My mother had me at a very young age. Everyone knew she wasn't ready to be a mother, and I'm sure that she knew it too. But she got married at 17, wanted to grow up fast, and realized only after I was already born that she'd made a mistake. She made up for those years when I was a toddler and a young child. She gave me to my grandparents, but didn't sign over parental rights. So, essentially, they raised me, but she had the legal right to come in and send my world into a tailspin at any given moment. I remember alternately being terrified of my mother and aspiring to be just like her. I created a wild fantasy life for myself, the center of which included a mother, a father, and siblings. [B]I could never get enough attention from both adults and playmates when I was little. [/B]

Around age 4, I began pulling my hair out at the roots, a sign of emotional trauma in children. Instead of being tuned in to this, my mother cut all of my hair off so it wouldn't look as stringy (since I'd already pulled half of it out). This just added to my identity issues, making me feel less attractive and less like a girl. I would beg to wear dresses and would cry and throw tantrums when I was forced into pants. My mother, trying to be progressive, would buy me toy trucks instead of dolls, and she threw a royal fit when my paternal grandparents would give me gifts such as toy ovens, or shopping carts, or toy vacuums. The truth is, I loved those items and I wanted to play house and be the mommy, and feel feminine and beautiful. But I never did.

There was some hitting, and emotional abuse. It didn't help matters when I started developing long before the other girls in my class. By age 9, I had my period, and was well beyond the training bra stage. I felt embarrassed, alone, and most of all, unheard. So, I internalized my rage and hurt and fear, and poured my heart into dance classes, school, and making people laugh. By high school, I was known as the nonconformist: funny, colorful, talented, and smart.
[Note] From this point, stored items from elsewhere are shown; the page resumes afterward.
//! CSV and JSON export of the task collection
//!
//! The string renderers define the wire formats; the file writers are a
//! convenience for callers that hand the result to a download or save path.

use anyhow::{Context, Result};
use std::path::Path;

use crate::ledger::Task;

/// Render tasks as CSV, one line per task:
/// `sequenceNumber,description,durationMinutes,priority,category`.
///
/// No header row and no quoting, so a description containing a comma
/// corrupts its row. Kept as-is for compatibility with the existing
/// download format.
pub fn to_csv(tasks: &[Task]) -> String {
    tasks
        .iter()
        .map(|task| {
            format!(
                "{},{},{},{},{}",
                task.sequence_number,
                task.description,
                task.duration_minutes,
                task.priority,
                task.category
            )
        })
        .collect::<Vec<_>>()
        .join("\n")
}

/// Render tasks as a pretty-printed JSON array.
pub fn to_json(tasks: &[Task]) -> Result<String> {
    serde_json::to_string_pretty(tasks).context("Failed to serialize tasks to JSON")
}

/// Write the CSV rendering to a file.
pub fn write_csv_file(path: &Path, tasks: &[Task]) -> Result<()> {
    std::fs::write(path, to_csv(tasks))
        .with_context(|| format!("Failed to write CSV to {:?}", path))?;
    Ok(())
}

/// Write the JSON rendering to a file.
pub fn write_json_file(path: &Path, tasks: &[Task]) -> Result<()> {
    let content = to_json(tasks)?;
    std::fs::write(path, content)
        .with_context(|| format!("Failed to write JSON to {:?}", path))?;
    Ok(())
}
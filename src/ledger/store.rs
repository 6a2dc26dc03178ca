//! The ledger itself - an ordered, in-memory task collection

use std::collections::HashMap;
use tracing::debug;

use super::error::{LedgerError, Result};
use super::model::{Priority, Task};
use super::time::convert_to_minutes;

/// Minutes assumed for a description with no recorded history.
const DEFAULT_PREDICTED_MINUTES: f64 = 30.0;

/// Ordered collection of tasks plus a duration history used for estimates.
///
/// Callers hold an instance; there is no ambient global. Sequence numbers
/// stay a dense `1..=len` across removals.
#[derive(Debug, Default)]
pub struct Ledger {
    tasks: Vec<Task>,

    /// Durations recorded per exact description by an external collaborator.
    /// Nothing in this crate writes to it; see `predict_duration`.
    past_durations: HashMap<String, f64>,
}

impl Ledger {
    pub fn new() -> Self {
        Self::default()
    }

    /// Add a task and return a snapshot of it.
    ///
    /// The priority comes from a keyword scan of the description, the
    /// duration from the `H:M:S` time string. Malformed time input never
    /// fails; its components coerce to 0.
    pub fn add(&mut self, description: &str, time_string: &str, category: &str) -> Task {
        let task = Task {
            sequence_number: self.tasks.len() + 1,
            description: description.to_string(),
            priority: Priority::classify(description),
            duration_minutes: convert_to_minutes(time_string),
            category: category.to_string(),
        };

        debug!(
            sequence = task.sequence_number,
            priority = %task.priority,
            minutes = task.duration_minutes,
            "Added task"
        );

        let view = task.clone();
        self.tasks.push(task);
        view
    }

    /// Replace the description and duration of the task at `index`.
    ///
    /// Priority and category are left untouched; in particular the priority
    /// is NOT re-derived from the new description.
    pub fn update(&mut self, index: usize, description: &str, time_string: &str) -> Result<()> {
        let len = self.tasks.len();
        let task = self
            .tasks
            .get_mut(index)
            .ok_or(LedgerError::IndexOutOfRange { index, len })?;

        task.description = description.to_string();
        task.duration_minutes = convert_to_minutes(time_string);

        debug!(index, "Updated task");
        Ok(())
    }

    /// Delete the task at `index` and renumber the remainder.
    pub fn remove(&mut self, index: usize) -> Result<()> {
        if index >= self.tasks.len() {
            return Err(LedgerError::IndexOutOfRange {
                index,
                len: self.tasks.len(),
            });
        }

        self.tasks.remove(index);
        self.renumber();

        debug!(index, remaining = self.tasks.len(), "Removed task");
        Ok(())
    }

    fn renumber(&mut self) {
        for (i, task) in self.tasks.iter_mut().enumerate() {
            task.sequence_number = i + 1;
        }
    }

    /// Read-only view of the collection in insertion order.
    pub fn tasks(&self) -> &[Task] {
        &self.tasks
    }

    pub fn len(&self) -> usize {
        self.tasks.len()
    }

    pub fn is_empty(&self) -> bool {
        self.tasks.is_empty()
    }

    /// Tasks ordered by priority rank, High first.
    ///
    /// The sort is stable: tasks of equal priority keep their insertion
    /// order. The stored collection is not mutated.
    pub fn sorted(&self) -> Vec<Task> {
        let mut sorted = self.tasks.clone();
        sorted.sort_by_key(|t| t.priority.rank());
        sorted
    }

    /// Prefix-greedy allocation into a time budget.
    ///
    /// Walks the priority-sorted sequence, including each task that fits the
    /// remaining budget, and stops at the first one that does not. Later,
    /// smaller tasks are never considered; this is a prefix packer, not a
    /// knapsack solver. See [`Ledger::suggest`] for the skip-and-continue
    /// variant.
    pub fn allocate(&self, budget_minutes: f64) -> Vec<Task> {
        let mut remaining = budget_minutes;
        let mut allocated = Vec::new();

        for task in self.sorted() {
            if task.duration_minutes > remaining {
                break;
            }
            remaining -= task.duration_minutes;
            allocated.push(task);
        }

        allocated
    }

    /// Skip-and-continue greedy suggestion into a time budget.
    ///
    /// Same ordering as [`Ledger::allocate`], but a task that does not fit
    /// is skipped rather than ending the scan, so any later task that fits
    /// the remaining budget is still included. The two policies are kept
    /// distinct intentionally.
    pub fn suggest(&self, budget_minutes: f64) -> Vec<Task> {
        let mut used = 0.0;
        let mut order = Vec::new();

        for task in self.sorted() {
            if used + task.duration_minutes <= budget_minutes {
                used += task.duration_minutes;
                order.push(task);
            }
        }

        order
    }

    /// Duration estimate for a description.
    ///
    /// Returns the recorded duration on an exact description match,
    /// otherwise a flat 30-minute default. The history table is populated
    /// by an external collaborator, never by this crate.
    pub fn predict_duration(&self, description: &str) -> f64 {
        self.past_durations
            .get(description)
            .copied()
            .unwrap_or(DEFAULT_PREDICTED_MINUTES)
    }
}
//! In-memory task ledger
//!
//! This module provides the ordered task collection and its operations:
//! - Priority classification from description keywords
//! - Stable priority ordering and greedy time-budget allocation
//! - Dense 1-based sequence numbers maintained across removals

pub mod error;
pub mod model;
pub mod store;
pub mod time;

pub use error::{LedgerError, Result};
pub use model::{Priority, Task};
pub use store::Ledger;
pub use time::convert_to_minutes;
use sea_orm::entity::prelude::*;
use serde::Deserialize;
use serde::Serialize;

#[derive(Clone, Debug, PartialEq, DeriveEntityModel, Serialize, Deserialize)]
#[serde(deny_unknown_fields)]
#[sea_orm(table_name = "matches")]
pub struct Model {
    #[sea_orm(primary_key, auto_increment = false)]
    pub id:               String,
    pub duration_seconds: i32,
    pub killer_win:       bool,
    // Server-assigned commit time; all windows and buckets are computed against it.
    #[sea_orm(indexed)]
    pub created_at:       DateTimeUtc,
}

#[derive(Copy, Clone, Debug, EnumIter, DeriveRelation)]
pub enum Relation {}

impl ActiveModelBehavior for ActiveModel {}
All were labels I enjoyed, and I began to like myself. I got involved in a long relationship that failed due to my BPD tendencies and his infidelity. I recovered from that loss, graduated college at 22, but then couldn't finish grad school. I hopped between jobs and different majors and basically thought I was just trying to "find myself."

The last few years I've been coasting. I have a group of friends who love and support me, but it's easy to separate myself from them if I'm having a bad day. I numbed my pain with food and alcohol. [B]I don't fit the main characteristic of a borderline because I don't hop from one romantic relationship to the next, expecting each new love to save me. [/B] And recently, out of the blue, at a point where it was sink or swim for me, a man came into my life. I tried to get out of it before it got too complicated, but I couldn't. I couldn't not love this man. He was everything I've ever wanted, down to the most minute detail. And so now, here I am, with a second chance to change everything, and I am more scared than I have ever been.
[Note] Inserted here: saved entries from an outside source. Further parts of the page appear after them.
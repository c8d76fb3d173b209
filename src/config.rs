//! Runtime configuration, read from the command line or `LIVEOPS_*` environment variables.
use std::time::Duration;

use fieldx::fxstruct;
use garde::Validate;

use crate::analytics::TtlPolicy;
use crate::types::Error;
use crate::types::Result;

#[derive(Debug, Clone, clap::Args, Validate)]
#[fxstruct(no_new, get(copy))]
pub struct Config {
    /// Record store connection URL.
    #[clap(long, env = "LIVEOPS_DATABASE_URL", default_value = "sqlite://liveops.db?mode=rwc")]
    #[fieldx(get(clone))]
    #[garde(length(min = 1))]
    database_url: String,

    /// Redis URL for the analytics cache. The in-process cache is used when omitted.
    #[clap(long, env = "LIVEOPS_REDIS_URL")]
    #[fieldx(get(clone))]
    #[garde(custom(Self::redis_scheme))]
    redis_url: Option<String>,

    /// Maximum number of entries of the in-process cache.
    #[clap(long, env = "LIVEOPS_CACHE_CAPACITY", default_value_t = 10_000)]
    #[garde(range(min = 1))]
    cache_capacity: u64,

    /// TTL of the parameterless aggregates, in seconds.
    #[clap(long, env = "LIVEOPS_AGGREGATE_TTL", default_value_t = 60)]
    #[garde(range(min = 1))]
    aggregate_ttl: u64,

    /// TTL of the recency-window win rates, in seconds.
    #[clap(long, env = "LIVEOPS_WINDOW_TTL", default_value_t = 300)]
    #[garde(range(min = 1))]
    window_ttl: u64,

    /// TTL of the time series, in seconds.
    #[clap(long, env = "LIVEOPS_SERIES_TTL", default_value_t = 600)]
    #[garde(range(min = 1))]
    series_ttl: u64,

    /// Give up on a cache operation after this many milliseconds and serve from the record store.
    #[clap(long, env = "LIVEOPS_CACHE_TIMEOUT_MS", default_value_t = 250)]
    #[garde(range(min = 1, max = 60_000))]
    cache_timeout_ms: u64,

    /// Tracing filter directives, e.g. `liveops_analytics=debug`. Falls back to `RUST_LOG`, then to `info`.
    #[clap(long, env = "LIVEOPS_LOG")]
    #[fieldx(get(clone))]
    #[garde(skip)]
    log_filter: Option<String>,
}

impl Config {
    #[allow(clippy::ref_option)]
    fn redis_scheme(value: &Option<String>, _ctx: &()) -> garde::Result {
        match value {
            Some(url) if !(url.starts_with("redis://") || url.starts_with("rediss://")) => {
                Err(garde::Error::new(format!("'{url}' is not a redis:// URL")))
            }
            _ => Ok(()),
        }
    }

    /// Validate the values clap can't check by itself.
    pub fn check(&self) -> Result<()> {
        self.validate().map_err(|report| Error::Config(report.to_string()))
    }

    pub fn ttl_policy(&self) -> TtlPolicy {
        TtlPolicy::new(
            Duration::from_secs(self.aggregate_ttl),
            Duration::from_secs(self.window_ttl),
            Duration::from_secs(self.series_ttl),
        )
    }

    pub fn cache_timeout(&self) -> Duration {
        Duration::from_millis(self.cache_timeout_ms)
    }
}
I want so badly to be good to him, to feel secure in his love for me, to be able to show him how deeply I care for him. I want to prove that I am not crazy, that I'm not going to ruin his life, that I will never hurt him. The problem is that I am still so unsure of myself. I've heard that healing borderline personality disorder is a very difficult and painful thing. You have to revisit all of your old pain and deal with it head on. Ignoring the feelings works only for a short time. I am past the first hump- I readily admit that I'm sick, and I want to be better. But there is a lot of work to be done, and it will take time and living well to heal myself. It's not something you can just snap out of, it's a mental illness- a personality disorder that took years and years to create. There's no immediate cure.

When things are good in my relationship, they are mind-numbingly wonderful. We make each other laugh, we're faithful, commited, and thoughtful. But when I have a bad moment, it's hell. I don't rage or scream or lie or anything like that, I just get moody. I retreat inward and begin to question his love for me. I say bitchy things to get his goat. I have panic attacks about irrational fears, anything from money to my health to if he still loves his ex. And then the good times change immediately. And just as fast as that change to bad happened, they get good again.
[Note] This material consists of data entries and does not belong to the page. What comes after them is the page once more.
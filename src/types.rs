use std::collections::BTreeMap;
use std::sync::Arc;

use chrono::DateTime;
use chrono::TimeDelta;
use chrono::Utc;
use sea_orm::DeriveActiveEnum;
use sea_orm::sea_query::StringLen;
use sea_orm::EnumIter;
use serde::Deserialize;
use serde::Serialize;

/// The longest history, in days, any windowed or bucketed query may cover.
pub const MAX_DAYS: u32 = 3650;

#[derive(Debug, thiserror::Error)]
pub enum Error {
    #[error("database error: {0}")]
    Db(#[from] sea_orm::DbErr),

    #[error("cache backend '{backend}' failed: {message}")]
    Cache { backend: String, message: String },

    #[error("cache operation on '{key}' timed out")]
    CacheTimeout { key: String },

    #[error("serialization error: {0}")]
    Serde(#[from] serde_json::Error),

    #[error("invalid parameter '{name}': {reason}")]
    InvalidParameter { name: &'static str, reason: String },

    #[error("match '{0}' already exists")]
    DuplicateMatch(String),

    #[error("match rejected: {0}")]
    Rejected(#[from] garde::Report),

    #[error("timestamp cannot be bucketed: {0}")]
    Rounding(#[from] chrono::RoundingError),

    #[error("configuration error: {0}")]
    Config(String),
}

pub type Result<T, E = Error> = std::result::Result<T, E>;

/// Errors handed over to observers are shared between the reporting task and whoever listens.
pub type SharedError = Arc<Error>;

impl Error {
    pub fn cache<B: ToString, M: ToString>(backend: B, message: M) -> Self {
        Self::Cache {
            backend: backend.to_string(),
            message: message.to_string(),
        }
    }

    pub fn invalid(name: &'static str, reason: impl ToString) -> Self {
        Self::InvalidParameter {
            name,
            reason: reason.to_string(),
        }
    }
}

#[derive(
    Debug,
    Clone,
    Copy,
    PartialEq,
    Eq,
    Hash,
    EnumIter,
    DeriveActiveEnum,
    Serialize,
    Deserialize,
    strum::Display,
    strum::EnumString,
)]
#[sea_orm(rs_type = "String", db_type = "String(StringLen::N(16))")]
#[serde(rename_all = "lowercase")]
#[strum(serialize_all = "lowercase", ascii_case_insensitive)]
pub enum Role {
    #[sea_orm(string_value = "killer")]
    Killer,
    #[sea_orm(string_value = "survivor")]
    Survivor,
}

/// Width of a time-series bucket.
#[derive(Debug, Clone, Copy, PartialEq, Eq, Hash, Serialize, Deserialize, strum::Display, strum::EnumString)]
#[serde(rename_all = "lowercase")]
#[strum(serialize_all = "lowercase", ascii_case_insensitive)]
pub enum BucketInterval {
    Hour,
    Day,
}

impl BucketInterval {
    pub fn width(&self) -> TimeDelta {
        match self {
            Self::Hour => TimeDelta::hours(1),
            Self::Day => TimeDelta::days(1),
        }
    }

    /// Parse a query-string value; anything but `hour` or `day` is rejected.
    pub fn parse(value: &str) -> Result<Self> {
        value
            .parse()
            .map_err(|_| Error::invalid("interval", format!("unsupported bucket interval '{value}'")))
    }
}

/// Reject a `days` parameter outside of `1..=MAX_DAYS`.
pub fn validate_days(days: u32) -> Result<u32> {
    if days == 0 || days > MAX_DAYS {
        Err(Error::invalid("days", format!("must be between 1 and {MAX_DAYS}, got {days}")))
    }
    else {
        Ok(days)
    }
}

/// Round for presentation. Never used on values that are cached or fed into further computation.
pub fn round_to(value: f64, places: i32) -> f64 {
    let factor = 10f64.powi(places);
    (value * factor).round() / factor
}

/// Guarded ratio: an empty denominator yields 0.
pub(crate) fn ratio(numerator: u64, denominator: u64) -> f64 {
    if denominator == 0 {
        0.0
    }
    else {
        numerator as f64 / denominator as f64
    }
}

/// Raw match counts as returned by the record store.
#[derive(Debug, Clone, Copy, Default, PartialEq, Eq)]
pub struct MatchTally {
    pub total:       u64,
    pub killer_wins: u64,
}

/// Sum of match durations and the number of matches summed.
#[derive(Debug, Clone, Copy, Default, PartialEq, Eq)]
pub struct DurationTally {
    pub total_seconds: i64,
    pub matches:       u64,
}

/// One match's outcome with its creation time; input of the win-rate series.
#[derive(Debug, Clone, PartialEq, Eq)]
pub struct MatchOutcome {
    pub created_at: DateTime<Utc>,
    pub killer_win: bool,
}

/// One perk occurrence with the creation time of the match it was used in.
#[derive(Debug, Clone, PartialEq, Eq)]
pub struct PerkUse {
    pub created_at: DateTime<Utc>,
    pub perk:       String,
}

#[derive(Debug, Clone, PartialEq, Serialize, Deserialize)]
pub struct WinRate {
    pub total_matches:     u64,
    pub killer_wins:       u64,
    pub killer_win_rate:   f64,
    pub survivor_win_rate: f64,
}

impl WinRate {
    pub fn from_tally(tally: MatchTally) -> Self {
        let killer_win_rate = ratio(tally.killer_wins, tally.total);
        Self {
            total_matches: tally.total,
            killer_wins: tally.killer_wins,
            killer_win_rate,
            survivor_win_rate: if tally.total == 0 { 0.0 } else { 1.0 - killer_win_rate },
        }
    }

    pub fn rounded(&self) -> Self {
        Self {
            killer_win_rate: round_to(self.killer_win_rate, 2),
            survivor_win_rate: round_to(self.survivor_win_rate, 2),
            ..self.clone()
        }
    }
}

#[derive(Debug, Clone, PartialEq, Serialize, Deserialize)]
pub struct AverageDuration {
    pub matches:         u64,
    pub average_seconds: f64,
}

impl AverageDuration {
    pub fn rounded(&self) -> Self {
        Self {
            matches:         self.matches,
            average_seconds: round_to(self.average_seconds, 2),
        }
    }
}

/// Occurrences of every perk across all participation records.
#[derive(Debug, Clone, Default, PartialEq, Eq, Serialize, Deserialize)]
pub struct PerkPickRates {
    pub perks: BTreeMap<String, u64>,
}

impl PerkPickRates {
    pub fn count_of(&self, perk: &str) -> u64 {
        self.perks.get(perk).copied().unwrap_or(0)
    }
}

#[derive(Debug, Clone, PartialEq, Serialize, Deserialize)]
pub struct WinRatePoint {
    pub bucket:          DateTime<Utc>,
    pub matches:         u64,
    pub killer_win_rate: f64,
}

impl WinRatePoint {
    pub fn rounded(&self) -> Self {
        Self {
            killer_win_rate: round_to(self.killer_win_rate, 3),
            ..self.clone()
        }
    }
}

#[derive(Debug, Clone, PartialEq, Eq, Serialize, Deserialize)]
pub struct PerkUsagePoint {
    pub bucket: DateTime<Utc>,
    pub perks:  BTreeMap<String, u64>,
}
[B] I see a therapist bi-weekly. I have read books, and my bf is reading "Walking on Eggshells." I know why I'm sick, and I know what I do is wrong and not rational. I know it's unfair to him. But we love one another, and I want to get a good job, have a loving Christian marriage, and maybe even have a child someday. For most people, all of those dreams seem to come so easily. But not for me.[/B]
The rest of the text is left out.